Do You Have Good Investing Skills?
Do you have the skills needed to be a successful investor? What’s required for a successful investing experience?
Most of the investing skills you need relate to what you can control versus what you can’t control.
You can control your behavior, your comprehension of risk, and your aspirations. You can’t control the market, how others are investing, or luck.
WHAT YOU NEED FOR INVESTING SUCCESS
Let’s look at three necessary capabilities for being a successful investor:
- Fully understanding what game you’re playing. Your best friend, work colleague, or neighbor is probably playing a different investment game with different rules and different time horizons. Don’t pay attention to what others are doing. Instead, focus on what specific financial goals you are trying to achieve.
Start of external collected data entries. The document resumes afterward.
//! Defines [`PgGeometryError`], representing all errors returned by this crate.

use thiserror::Error;

/// Enum with all errors in this crate.
#[derive(Error, Debug)]
#[non_exhaustive]
pub enum PgGeometryError {
    /// Malformed geometry literal handed to a decoder.
    ///
    /// Never recovered or defaulted; the load that produced the literal
    /// fails.
    #[error("Parse error: {0}")]
    Parse(String),

    /// A geometry value rejected at encode time, e.g. a polygon whose first
    /// and last points differ. The save that triggered the encode must
    /// abort.
    #[error("{0}")]
    Validation(String),

    /// A column type was requested for a database backend other than
    /// Postgres. There is no fallback literal format.
    #[error("Unsupported database backend: {0}")]
    UnsupportedBackend(String),
}

/// Crate-specific result type.
pub type PgGeometryResult<T> = std::result::Result<T, PgGeometryError>;
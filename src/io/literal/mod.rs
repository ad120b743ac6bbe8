//! The textual literal syntax Postgres geometry columns use on the wire.
//!
//! A point is written `(x,y)`; paths and polygons are written as point
//! literals concatenated with no separator, e.g. `(1,1)(2,2)`.

mod reader;
mod writer;

pub use reader::{read_point, read_points};
pub use writer::{write_point, write_points};
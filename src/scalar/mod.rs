//! Geometry scalar types.

mod path;
mod point;
mod polygon;

pub use path::Path;
pub use point::Point;
pub(crate) use polygon::validate_closed;
pub use polygon::Polygon;
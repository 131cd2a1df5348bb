//! Free-form backend options from `-O KEY=VALUE` and `--backend-config`.

use std::path::Path;

use indexmap::IndexMap;
use serde_yaml::Value;

use crate::error::ConfigError;

/// String-valued options handed to a backend at construction time.
#[derive(Debug, Clone, Default, PartialEq, Eq)]
pub struct BackendOptions {
    values: IndexMap<String, String>,
}

impl BackendOptions {
    pub fn new() -> Self {
        Self::default()
    }

    /// Parse `KEY=VALUE` arguments. A bare `KEY` means `KEY=true`.
    pub fn from_args<S: AsRef<str>>(args: &[S]) -> Self {
        let mut options = Self::new();
        for arg in args {
            let arg = arg.as_ref();
            match arg.split_once('=') {
                Some((key, value)) => options.set(key.trim(), value),
                None => options.set(arg.trim(), "true"),
            }
        }
        options
    }

    /// Load options from a YAML mapping of scalars.
    pub fn load(path: &Path) -> Result<Self, ConfigError> {
        let text = std::fs::read_to_string(path).map_err(|source| ConfigError::Io {
            path: path.to_path_buf(),
            source,
        })?;
        Self::from_yaml(&text)
    }

    pub fn from_yaml(text: &str) -> Result<Self, ConfigError> {
        let value: Value = serde_yaml::from_str(text)?;
        let mut options = Self::new();
        let mapping = match value {
            Value::Null => return Ok(options),
            Value::Mapping(m) => m,
            _ => {
                return Err(ConfigError::Invalid(
                    "backend configuration must be a mapping".into(),
                ));
            }
        };
        for (k, v) in mapping {
            let key = k.as_str().ok_or_else(|| {
                ConfigError::Invalid(format!("backend option name {k:?} is not a string"))
            })?;
            let value = match v {
                Value::String(s) => s,
                Value::Bool(b) => b.to_string(),
                Value::Number(n) => n.to_string(),
                other => {
                    return Err(ConfigError::Invalid(format!(
                        "backend option '{key}' must be a scalar, got {other:?}"
                    )));
                }
            };
            options.set(key, &value);
        }
        Ok(options)
    }

    pub fn set(&mut self, key: &str, value: &str) {
        self.values.insert(key.to_string(), value.to_string());
    }

    /// Apply `other` on top of `self`; `other` wins per key.
    pub fn merged_with(mut self, other: &BackendOptions) -> Self {
        for (k, v) in &other.values {
            self.values.insert(k.clone(), v.clone());
        }
        self
    }

    pub fn get(&self, key: &str) -> Option<&str> {
        self.values.get(key).map(String::as_str)
    }

    /// Boolean view of an option; unset means `false`.
    pub fn flag(&self, key: &str) -> bool {
        matches!(
            self.get(key).map(str::to_ascii_lowercase).as_deref(),
            Some("true" | "yes" | "1" | "on")
        )
    }

    pub fn is_empty(&self) -> bool {
        self.values.is_empty()
    }
}
//! YAML to AST parser for Sigma rule files.
//!
//! Handles:
//! - Single-document YAML (one rule)
//! - Multi-document YAML (`---` separator, `action: global/reset/repeat`)
//! - Detection section parsing (named detections, field modifiers, values)
//!
//! Documents are parsed lazily by [`SigmaCollectionParser`], so a caller can
//! act on the rules that precede a broken document.

use std::collections::HashMap;

use indexmap::IndexMap;
use serde::Deserialize;
use serde_yaml::{Mapping, Value};

use crate::ast::*;
use crate::condition::parse_condition;
use crate::error::{Result, SigmaParserError};
use crate::value::SigmaValue;

// =============================================================================
// Public API
// =============================================================================

/// Lazily parses the rule documents of one YAML stream.
///
/// Yields one item per rule document. Action documents (`global`, `reset`)
/// yield nothing; empty documents are skipped. After the first error the
/// iterator is exhausted.
pub struct SigmaCollectionParser<'a> {
    documents: serde_yaml::Deserializer<'a>,
    global: Option<Value>,
    previous: Option<Value>,
    failed: bool,
}

impl<'a> SigmaCollectionParser<'a> {
    pub fn new(yaml: &'a str) -> Self {
        SigmaCollectionParser {
            documents: serde_yaml::Deserializer::from_str(yaml),
            global: None,
            previous: None,
            failed: false,
        }
    }

    /// Handle one raw document. `Ok(None)` means nothing to emit.
    fn process(&mut self, value: Value) -> Result<Option<SigmaRule>> {
        if value.is_null() {
            return Ok(None);
        }
        let Some(mapping) = value.as_mapping() else {
            return Err(SigmaParserError::InvalidRule(
                "document is not a YAML mapping".into(),
            ));
        };
        let action = mapping
            .get(val_key("action"))
            .map(|a| a.as_str().unwrap_or_default().to_string());

        let merged = match action {
            Some(action) => {
                let body = without_action(value);
                match action.as_str() {
                    "global" => {
                        self.global = Some(body);
                        return Ok(None);
                    }
                    "reset" => {
                        self.global = None;
                        return Ok(None);
                    }
                    "repeat" => {
                        let previous = self.previous.clone().ok_or_else(|| {
                            SigmaParserError::InvalidRule(
                                "'action: repeat' without a previous document".into(),
                            )
                        })?;
                        deep_merge(previous, body)
                    }
                    other => return Err(SigmaParserError::InvalidAction(other.to_string())),
                }
            }
            None => match &self.global {
                Some(global) => deep_merge(global.clone(), value),
                None => value,
            },
        };

        self.previous = Some(merged.clone());
        parse_document(&merged).map(Some)
    }
}

impl Iterator for SigmaCollectionParser<'_> {
    type Item = Result<SigmaRule>;

    fn next(&mut self) -> Option<Self::Item> {
        while !self.failed {
            let doc = self.documents.next()?;
            let outcome = Value::deserialize(doc)
                .map_err(SigmaParserError::from)
                .and_then(|value| self.process(value));
            match outcome {
                Ok(Some(rule)) => return Some(Ok(rule)),
                Ok(None) => continue,
                Err(e) => {
                    self.failed = true;
                    return Some(Err(e));
                }
            }
        }
        None
    }
}

/// Parse a whole YAML stream, failing on the first bad document.
pub fn parse_sigma_yaml(yaml: &str) -> Result<SigmaCollection> {
    let rules = SigmaCollectionParser::new(yaml).collect::<Result<Vec<_>>>()?;
    Ok(SigmaCollection { rules })
}

// =============================================================================
// Document dispatch
// =============================================================================

fn parse_document(value: &Value) -> Result<SigmaRule> {
    let m = value
        .as_mapping()
        .ok_or_else(|| SigmaParserError::InvalidRule("document is not a YAML mapping".into()))?;

    // Meta-rules have no detection of their own to convert.
    for kind in ["correlation", "filter"] {
        if m.contains_key(val_key(kind)) {
            return Err(SigmaParserError::UnsupportedDocument(kind.to_string()));
        }
    }

    parse_detection_rule(m)
}

// =============================================================================
// Detection Rule Parsing
// =============================================================================

fn parse_detection_rule(m: &Mapping) -> Result<SigmaRule> {
    let title = get_str(m, "title")
        .ok_or_else(|| SigmaParserError::MissingField("title".into()))?
        .to_string();

    let detection_val = m
        .get(val_key("detection"))
        .ok_or_else(|| SigmaParserError::MissingField("detection".into()))?;
    let detection = parse_detections(detection_val)?;

    let logsource = m
        .get(val_key("logsource"))
        .map(parse_logsource)
        .transpose()?
        .unwrap_or_default();

    let level = match get_str(m, "level") {
        Some(s) => Some(
            s.parse()
                .map_err(|_| SigmaParserError::InvalidRule(format!("unknown level '{s}'")))?,
        ),
        None => None,
    };

    Ok(SigmaRule {
        title,
        logsource,
        detection,
        id: get_str(m, "id").map(|s| s.to_string()),
        status: get_str(m, "status").and_then(|s| s.parse().ok()),
        description: get_str(m, "description").map(|s| s.to_string()),
        author: get_str(m, "author").map(|s| s.to_string()),
        references: get_str_list(m, "references"),
        date: get_scalar(m, "date"),
        modified: get_scalar(m, "modified"),
        fields: get_str_list(m, "fields"),
        falsepositives: get_str_list(m, "falsepositives"),
        level,
        tags: get_str_list(m, "tags"),
    })
}

// =============================================================================
// Detection Section Parsing
// =============================================================================

fn parse_detections(value: &Value) -> Result<Detections> {
    let m = value.as_mapping().ok_or_else(|| {
        SigmaParserError::InvalidDetection("detection section must be a mapping".into())
    })?;

    let condition_val = m
        .get(val_key("condition"))
        .ok_or_else(|| SigmaParserError::MissingField("condition".into()))?;

    let condition_strings: Vec<&str> = match condition_val {
        Value::String(s) => vec![s.as_str()],
        Value::Sequence(seq) if !seq.is_empty() => seq
            .iter()
            .map(|v| {
                v.as_str().ok_or_else(|| {
                    SigmaParserError::InvalidDetection("condition list must hold strings".into())
                })
            })
            .collect::<Result<Vec<_>>>()?,
        _ => {
            return Err(SigmaParserError::InvalidDetection(
                "condition must be a string or a non-empty list of strings".into(),
            ));
        }
    };

    let conditions = condition_strings
        .iter()
        .map(|s| parse_condition(s))
        .collect::<Result<Vec<_>>>()?;

    let timeframe = get_scalar(m, "timeframe");

    let mut named = IndexMap::new();
    for (key, val) in m {
        let name = key.as_str().ok_or_else(|| {
            SigmaParserError::InvalidDetection(format!("detection name {key:?} is not a string"))
        })?;
        if name == "condition" || name == "timeframe" {
            continue;
        }
        named.insert(name.to_string(), parse_detection(val)?);
    }

    for cond in &conditions {
        for ident in cond.expr.identifiers() {
            if !named.contains_key(ident) {
                return Err(SigmaParserError::UnknownDetection(ident.to_string()));
            }
        }
    }

    Ok(Detections {
        named,
        conditions,
        timeframe,
    })
}

/// Parse a single named detection.
///
/// A mapping gives AND-linked items, a list of plain values gives keywords,
/// and a list containing mappings gives OR-linked sub-detections.
fn parse_detection(value: &Value) -> Result<Detection> {
    match value {
        Value::Mapping(m) => {
            let items = m
                .iter()
                .map(|(k, v)| {
                    let key = k.as_str().ok_or_else(|| {
                        SigmaParserError::InvalidDetection(format!("field name {k:?} is not a string"))
                    })?;
                    parse_detection_item(key, v)
                })
                .collect::<Result<Vec<_>>>()?;
            if items.is_empty() {
                return Err(SigmaParserError::InvalidDetection(
                    "empty detection mapping".into(),
                ));
            }
            Ok(Detection::AllOf(items))
        }
        Value::Sequence(seq) => {
            if seq.is_empty() {
                return Err(SigmaParserError::InvalidDetection(
                    "empty detection list".into(),
                ));
            }
            if seq.iter().all(|v| !v.is_mapping() && !v.is_sequence()) {
                Ok(Detection::Keywords(
                    seq.iter().map(SigmaValue::from_yaml).collect(),
                ))
            } else {
                let subs = seq
                    .iter()
                    .map(parse_detection)
                    .collect::<Result<Vec<_>>>()?;
                Ok(Detection::AnyOf(subs))
            }
        }
        Value::Tagged(tagged) => parse_detection(&tagged.value),
        _ => Ok(Detection::Keywords(vec![SigmaValue::from_yaml(value)])),
    }
}

fn parse_detection_item(key: &str, value: &Value) -> Result<DetectionItem> {
    let field = parse_field_spec(key)?;

    let values: Vec<SigmaValue> = match value {
        Value::Sequence(seq) => seq.iter().map(|v| to_sigma_value(v, &field)).collect(),
        _ => vec![to_sigma_value(value, &field)],
    };
    if values.is_empty() {
        return Err(SigmaParserError::InvalidDetection(format!(
            "field '{key}' has an empty value list"
        )));
    }

    Ok(DetectionItem { field, values })
}

/// `re` values are taken verbatim, without wildcard parsing.
fn to_sigma_value(v: &Value, field: &FieldSpec) -> SigmaValue {
    if field.has_modifier(Modifier::Re)
        && let Value::String(s) = v
    {
        return SigmaValue::from_raw_string(s);
    }
    SigmaValue::from_yaml(v)
}

/// Parse a detection key like `TargetObject|endswith` into a [`FieldSpec`].
pub fn parse_field_spec(key: &str) -> Result<FieldSpec> {
    let mut parts = key.split('|');
    let field = parts
        .next()
        .filter(|name| !name.is_empty())
        .map(str::to_string);

    let modifiers = parts
        .map(|m| {
            m.parse::<Modifier>()
                .map_err(|_| SigmaParserError::UnknownModifier(m.to_string()))
        })
        .collect::<Result<Vec<_>>>()?;

    Ok(FieldSpec::new(field, modifiers))
}

// =============================================================================
// Log Source Parsing
// =============================================================================

fn parse_logsource(value: &Value) -> Result<LogSource> {
    let m = value
        .as_mapping()
        .ok_or_else(|| SigmaParserError::InvalidRule("logsource must be a mapping".into()))?;

    let known_keys = ["category", "product", "service", "definition"];
    let mut custom = HashMap::new();
    for (k, v) in m {
        let key_str = k.as_str().unwrap_or_default();
        if !known_keys.contains(&key_str)
            && let Some(val_str) = v.as_str()
        {
            custom.insert(key_str.to_string(), val_str.to_string());
        }
    }

    Ok(LogSource {
        category: get_str(m, "category").map(|s| s.to_string()),
        product: get_str(m, "product").map(|s| s.to_string()),
        service: get_str(m, "service").map(|s| s.to_string()),
        definition: get_str(m, "definition").map(|s| s.to_string()),
        custom,
    })
}

// =============================================================================
// YAML Helpers
// =============================================================================

fn val_key(s: &str) -> Value {
    Value::String(s.to_string())
}

fn get_str<'a>(m: &'a Mapping, key: &str) -> Option<&'a str> {
    m.get(val_key(key)).and_then(|v| v.as_str())
}

/// String view of a scalar; unquoted dates and numbers are accepted.
fn get_scalar(m: &Mapping, key: &str) -> Option<String> {
    match m.get(val_key(key))? {
        Value::String(s) => Some(s.clone()),
        Value::Number(n) => Some(n.to_string()),
        _ => None,
    }
}

/// A list of strings, or a single string as a one-element list.
fn get_str_list(m: &Mapping, key: &str) -> Vec<String> {
    match m.get(val_key(key)) {
        Some(Value::String(s)) => vec![s.clone()],
        Some(Value::Sequence(seq)) => seq
            .iter()
            .filter_map(|v| v.as_str().map(|s| s.to_string()))
            .collect(),
        _ => Vec::new(),
    }
}

fn without_action(mut value: Value) -> Value {
    if let Some(m) = value.as_mapping_mut() {
        m.remove(val_key("action"));
    }
    value
}

/// Deep-merge two YAML values; `src` wins, mappings merge recursively.
fn deep_merge(dest: Value, src: Value) -> Value {
    match (dest, src) {
        (Value::Mapping(mut dest_map), Value::Mapping(src_map)) => {
            for (k, v) in src_map {
                let merged = match dest_map.remove(&k) {
                    Some(existing) => deep_merge(existing, v),
                    None => v,
                };
                dest_map.insert(k, merged);
            }
            Value::Mapping(dest_map)
        }
        (_, src) => src,
    }
}

// =============================================================================
// Tests
// =============================================================================
//! Field and index mapping configuration.
//!
//! ```yaml
//! title: Winlogbeat
//! order: 20
//! backends: [es-qs, es-dsl]
//! fieldmappings:
//!   EventID: winlog.event_id
//!   CommandLine: [process.command_line, process.args]
//! logsources:
//!   windows-sysmon:
//!     product: windows
//!     service: sysmon
//!     index: winlogbeat-*
//!     conditions:
//!       winlog.channel: Microsoft-Windows-Sysmon/Operational
//! defaultindex: logs-*
//! ```
//!
//! Several files can be chained; see [`SigmaConfig::merge`].

use std::path::Path;

use indexmap::IndexMap;
use serde_yaml::{Mapping, Value};

use rsigmac_parser::LogSource;

use crate::error::ConfigError;

type Result<T> = std::result::Result<T, ConfigError>;

/// One `logsources:` entry.
#[derive(Debug, Clone, Default, PartialEq, Eq)]
pub struct LogsourceMapping {
    pub category: Option<String>,
    pub product: Option<String>,
    pub service: Option<String>,
    pub index: Vec<String>,
    /// Extra field conditions AND-ed to every query; a list means any value.
    pub conditions: IndexMap<String, Vec<String>>,
}

impl LogsourceMapping {
    /// Every declared attribute must match the rule's, ignoring case.
    pub fn matches(&self, ls: &LogSource) -> bool {
        fn attr(wanted: &Option<String>, actual: &Option<String>) -> bool {
            match (wanted, actual) {
                (None, _) => true,
                (Some(w), Some(a)) => w.eq_ignore_ascii_case(a),
                (Some(_), None) => false,
            }
        }
        attr(&self.category, &ls.category)
            && attr(&self.product, &ls.product)
            && attr(&self.service, &ls.service)
    }
}

/// A merged mapping configuration.
#[derive(Debug, Clone, Default, PartialEq)]
pub struct SigmaConfig {
    pub title: Option<String>,
    pub order: Option<i64>,
    /// Targets this configuration is meant for; `None` means any.
    pub backends: Option<Vec<String>>,
    pub fieldmappings: IndexMap<String, Vec<String>>,
    pub logsources: IndexMap<String, LogsourceMapping>,
    pub defaultindex: Vec<String>,
}

impl SigmaConfig {
    pub fn load(path: &Path) -> Result<Self> {
        let text = std::fs::read_to_string(path).map_err(|source| ConfigError::Io {
            path: path.to_path_buf(),
            source,
        })?;
        Self::from_yaml(&text)
    }

    pub fn from_yaml(text: &str) -> Result<Self> {
        let value: Value = serde_yaml::from_str(text)?;
        match value {
            Value::Null => Ok(Self::default()),
            Value::Mapping(m) => Self::from_mapping(&m),
            _ => Err(ConfigError::Invalid(
                "configuration must be a mapping".into(),
            )),
        }
    }

    fn from_mapping(m: &Mapping) -> Result<Self> {
        let mut config = SigmaConfig::default();

        for (k, v) in m {
            let key = k
                .as_str()
                .ok_or_else(|| ConfigError::Invalid(format!("key {k:?} is not a string")))?;
            match key {
                "title" => config.title = Some(expect_str(v, "title")?.to_string()),
                "order" => {
                    config.order = Some(v.as_i64().ok_or_else(|| {
                        ConfigError::Invalid("'order' must be an integer".into())
                    })?)
                }
                "backends" => config.backends = Some(str_or_list(v, "backends")?),
                "fieldmappings" => {
                    for (field, target) in expect_mapping(v, "fieldmappings")? {
                        let field = expect_str(field, "field mapping name")?;
                        let targets = str_or_list(target, field)?;
                        if targets.is_empty() {
                            return Err(ConfigError::Invalid(format!(
                                "field mapping '{field}' has no target"
                            )));
                        }
                        config.fieldmappings.insert(field.to_string(), targets);
                    }
                }
                "logsources" => {
                    for (name, entry) in expect_mapping(v, "logsources")? {
                        let name = expect_str(name, "logsource name")?;
                        config
                            .logsources
                            .insert(name.to_string(), parse_logsource(name, entry)?);
                    }
                }
                "defaultindex" => config.defaultindex = str_or_list(v, "defaultindex")?,
                other => log::debug!("ignoring unknown configuration key '{other}'"),
            }
        }

        Ok(config)
    }

    /// Chain `next` after `self`.
    ///
    /// Field mappings and logsources accumulate with later entries winning
    /// per key; `defaultindex`, `backends` and `title` are replaced when
    /// `next` declares them.
    pub fn merge(mut self, next: SigmaConfig) -> Self {
        if let (Some(prev), Some(order)) = (self.order, next.order)
            && order < prev
        {
            log::warn!(
                "configuration order decreases from {prev} to {order}; check the -c sequence"
            );
        }
        if next.title.is_some() {
            self.title = next.title;
        }
        if next.order.is_some() {
            self.order = next.order;
        }
        if next.backends.is_some() {
            self.backends = next.backends;
        }
        if !next.defaultindex.is_empty() {
            self.defaultindex = next.defaultindex;
        }
        self.fieldmappings.extend(next.fieldmappings);
        self.logsources.extend(next.logsources);
        self
    }

    /// Fail when a `backends:` list excludes `target`.
    pub fn check_backend(&self, target: &str) -> Result<()> {
        match &self.backends {
            Some(list) if !list.iter().any(|b| b == target) => Err(ConfigError::Invalid(format!(
                "configuration is not meant for target '{target}' (allowed: {})",
                list.join(", ")
            ))),
            _ => Ok(()),
        }
    }

    /// Target names for a rule field; unmapped fields map to themselves.
    pub fn map_field(&self, field: &str) -> Vec<String> {
        match self.fieldmappings.get(field) {
            Some(targets) => targets.clone(),
            None => vec![field.to_string()],
        }
    }

    pub fn matching_logsources<'a>(
        &'a self,
        ls: &'a LogSource,
    ) -> impl Iterator<Item = &'a LogsourceMapping> + 'a {
        self.logsources.values().filter(move |m| m.matches(ls))
    }

    /// Indices for a rule: the union over matching logsources, else the
    /// default index.
    pub fn indices(&self, ls: &LogSource) -> Vec<String> {
        let mut out: Vec<String> = Vec::new();
        for m in self.matching_logsources(ls) {
            for idx in &m.index {
                if !out.contains(idx) {
                    out.push(idx.clone());
                }
            }
        }
        if out.is_empty() {
            out = self.defaultindex.clone();
        }
        out
    }

    /// Field conditions contributed by every matching logsource.
    pub fn logsource_conditions(&self, ls: &LogSource) -> Vec<(String, Vec<String>)> {
        self.matching_logsources(ls)
            .flat_map(|m| m.conditions.iter().map(|(k, v)| (k.clone(), v.clone())))
            .collect()
    }
}

fn parse_logsource(name: &str, value: &Value) -> Result<LogsourceMapping> {
    let m = expect_mapping(value, name)?;
    let mut entry = LogsourceMapping::default();

    for (k, v) in m {
        let key = expect_str(k, name)?;
        match key {
            "category" => entry.category = Some(expect_str(v, key)?.to_string()),
            "product" => entry.product = Some(expect_str(v, key)?.to_string()),
            "service" => entry.service = Some(expect_str(v, key)?.to_string()),
            "index" => entry.index = str_or_list(v, "index")?,
            "conditions" => {
                for (field, cond) in expect_mapping(v, "conditions")? {
                    let field = expect_str(field, "condition field")?;
                    entry
                        .conditions
                        .insert(field.to_string(), str_or_list(cond, field)?);
                }
            }
            other => log::debug!("logsource '{name}': ignoring unknown key '{other}'"),
        }
    }

    if entry.category.is_none() && entry.product.is_none() && entry.service.is_none() {
        return Err(ConfigError::Invalid(format!(
            "logsource '{name}' needs at least one of category, product or service"
        )));
    }
    Ok(entry)
}

// =============================================================================
// YAML Helpers
// =============================================================================

fn expect_str<'a>(v: &'a Value, what: &str) -> Result<&'a str> {
    v.as_str()
        .ok_or_else(|| ConfigError::Invalid(format!("'{what}' must be a string")))
}

fn expect_mapping<'a>(v: &'a Value, what: &str) -> Result<&'a Mapping> {
    v.as_mapping()
        .ok_or_else(|| ConfigError::Invalid(format!("'{what}' must be a mapping")))
}

/// A scalar or a list of scalars, rendered as strings.
fn str_or_list(v: &Value, what: &str) -> Result<Vec<String>> {
    fn scalar(v: &Value) -> Option<String> {
        match v {
            Value::String(s) => Some(s.clone()),
            Value::Number(n) => Some(n.to_string()),
            Value::Bool(b) => Some(b.to_string()),
            _ => None,
        }
    }
    let bad = || ConfigError::Invalid(format!("'{what}' must be a string or a list of strings"));
    match v {
        Value::Sequence(seq) => seq.iter().map(|i| scalar(i).ok_or_else(bad)).collect(),
        other => scalar(other).map(|s| vec![s]).ok_or_else(bad),
    }
}

#[cfg(test)]
mod tests {
    use super::*;

    const WINLOGBEAT: &str = r#"
title: Winlogbeat
order: 20
backends: [es-qs, es-dsl]
fieldmappings:
  EventID: winlog.event_id
  CommandLine: [process.command_line, process.args]
logsources:
  windows-sysmon:
    product: windows
    service: sysmon
    index: winlogbeat-*
    conditions:
      winlog.channel: Microsoft-Windows-Sysmon/Operational
  windows:
    product: windows
    index: [winlogbeat-*, windows-*]
defaultindex: logs-*
"#;

    fn sysmon() -> LogSource {
        LogSource {
            product: Some("Windows".into()),
            service: Some("sysmon".into()),
            ..Default::default()
        }
    }

    #[test]
    fn parses_full_config() {
        let cfg = SigmaConfig::from_yaml(WINLOGBEAT).unwrap();
        assert_eq!(cfg.title.as_deref(), Some("Winlogbeat"));
        assert_eq!(cfg.map_field("EventID"), ["winlog.event_id"]);
        assert_eq!(
            cfg.map_field("CommandLine"),
            ["process.command_line", "process.args"]
        );
        assert_eq!(cfg.map_field("Image"), ["Image"]);
    }

    #[test]
    fn indices_and_conditions_follow_logsource() {
        let cfg = SigmaConfig::from_yaml(WINLOGBEAT).unwrap();
        assert_eq!(cfg.indices(&sysmon()), ["winlogbeat-*", "windows-*"]);
        assert_eq!(
            cfg.logsource_conditions(&sysmon()),
            vec![(
                "winlog.channel".to_string(),
                vec!["Microsoft-Windows-Sysmon/Operational".to_string()]
            )]
        );

        let linux = LogSource {
            product: Some("linux".into()),
            ..Default::default()
        };
        assert_eq!(cfg.indices(&linux), ["logs-*"]);
        assert!(cfg.logsource_conditions(&linux).is_empty());
    }

    #[test]
    fn backend_restriction() {
        let cfg = SigmaConfig::from_yaml(WINLOGBEAT).unwrap();
        assert!(cfg.check_backend("es-qs").is_ok());
        assert!(matches!(
            cfg.check_backend("splunk"),
            Err(ConfigError::Invalid(_))
        ));
        assert!(SigmaConfig::default().check_backend("splunk").is_ok());
    }

    #[test]
    fn chained_configs_merge() {
        let base = SigmaConfig::from_yaml(WINLOGBEAT).unwrap();
        let overlay = SigmaConfig::from_yaml(
            "order: 30\nfieldmappings:\n  EventID: event.code\n  User: user.name\ndefaultindex: other-*\n",
        )
        .unwrap();
        let merged = base.merge(overlay);
        assert_eq!(merged.map_field("EventID"), ["event.code"]);
        assert_eq!(merged.map_field("User"), ["user.name"]);
        assert_eq!(merged.map_field("CommandLine").len(), 2);
        assert_eq!(merged.defaultindex, ["other-*"]);
        assert_eq!(merged.backends.as_ref().map(Vec::len), Some(2));
        assert_eq!(merged.order, Some(30));
    }

    #[test]
    fn semantic_errors() {
        for bad in [
            "fieldmappings: [a, b]\n",
            "fieldmappings:\n  EventID: {a: b}\n",
            "logsources:\n  empty:\n    index: x\n",
            "logsources:\n  w:\n    product: [windows]\n",
            "order: high\n",
            "- just\n- a list\n",
        ] {
            assert!(
                matches!(SigmaConfig::from_yaml(bad), Err(ConfigError::Invalid(_))),
                "accepted {bad:?}"
            );
        }
    }

    #[test]
    fn malformed_yaml() {
        assert!(matches!(
            SigmaConfig::from_yaml("fieldmappings: {a: [\n"),
            Err(ConfigError::Yaml(_))
        ));
    }

    #[test]
    fn missing_file_is_io() {
        let dir = tempfile::tempdir().unwrap();
        assert!(matches!(
            SigmaConfig::load(&dir.path().join("nope.yml")),
            Err(ConfigError::Io { .. })
        ));
    }
}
The lens through which you see the world may be dissimilar from others. That’s okay, others are just playing a different game.
- Avoid self-sabotage. Many investors fall into the emotionally comforting trap of trying to time the market or select the best stocks. Those are forms of self-sabotage because your chance of success at these activities is small. Another related form of self-sabotage is bad financial behavior. The best financial planning strategy on the planet can’t overcome bad behavior.
- No FOMO (Fear Of Missing Out). Fear of regret is part of the human condition. You want to be in the flow and not miss out on opportunities. However, many investments that are in favor today may be out of favor tomorrow. Fads come and go. Your long-term planning goals should not be dependent upon missing out on strategies that aren’t suitable or appropriate for your particular financial situation.
All of these skills require a mindset centered on your goals above everything else. Daily distractions and noise don’t interfere if you develop this mindset. The core of all three skills is focused on fostering a calm behavioral and emotional state of being. Poor decisions are often made when you are overly emotional, ignore the real facts, and forget your goals.
WHY YOUR PERCEPTION OF RISK MATTERS
Understanding how risk impacts your investment decisions is at the core of the skills needed for being a successful investor. Author Morgan Housel says, “There are things that can happen in the world that are outside of your control that have a bigger influence on outcomes than anything you did intentionally.”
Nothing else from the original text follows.